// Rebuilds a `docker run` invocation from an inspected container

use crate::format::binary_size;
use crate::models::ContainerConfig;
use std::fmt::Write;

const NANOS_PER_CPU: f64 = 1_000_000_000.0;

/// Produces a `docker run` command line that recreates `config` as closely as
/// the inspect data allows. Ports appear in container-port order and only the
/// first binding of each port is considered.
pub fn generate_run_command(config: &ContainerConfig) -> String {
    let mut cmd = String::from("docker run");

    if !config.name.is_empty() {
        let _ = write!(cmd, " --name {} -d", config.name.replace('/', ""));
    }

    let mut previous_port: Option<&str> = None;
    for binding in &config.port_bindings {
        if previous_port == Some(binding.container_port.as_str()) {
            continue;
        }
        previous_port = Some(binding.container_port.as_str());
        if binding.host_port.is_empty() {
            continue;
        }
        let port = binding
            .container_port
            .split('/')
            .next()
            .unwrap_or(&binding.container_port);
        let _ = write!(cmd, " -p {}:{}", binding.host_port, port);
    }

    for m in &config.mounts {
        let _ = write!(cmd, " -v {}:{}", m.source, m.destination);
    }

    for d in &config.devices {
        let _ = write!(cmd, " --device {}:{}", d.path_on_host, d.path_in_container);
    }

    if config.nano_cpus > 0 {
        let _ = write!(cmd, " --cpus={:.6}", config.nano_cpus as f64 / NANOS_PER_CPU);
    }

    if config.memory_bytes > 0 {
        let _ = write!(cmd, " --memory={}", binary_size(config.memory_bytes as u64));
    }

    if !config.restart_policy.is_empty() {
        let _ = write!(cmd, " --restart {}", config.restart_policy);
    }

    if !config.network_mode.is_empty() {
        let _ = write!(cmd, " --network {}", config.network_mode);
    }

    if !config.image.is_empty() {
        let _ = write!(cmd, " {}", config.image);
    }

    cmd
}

--- --- ---

Please reproduce, word for word, every line from the line with "f64 / NANOS_PER_CPU);" to the final line above, including both ends.

        let _ = write!(cmd, " --cpus={:.6}", config.nano_cpus as f64 / NANOS_PER_CPU);
    }

    if config.memory_bytes > 0 {
        let _ = write!(cmd, " --memory={}", binary_size(config.memory_bytes as u64));
    }

    if !config.restart_policy.is_empty() {
        let _ = write!(cmd, " --restart {}", config.restart_policy);
    }

    if !config.network_mode.is_empty() {
        let _ = write!(cmd, " --network {}", config.network_mode);
    }

    if !config.image.is_empty() {
        let _ = write!(cmd, " {}", config.image);
    }

    cmd
}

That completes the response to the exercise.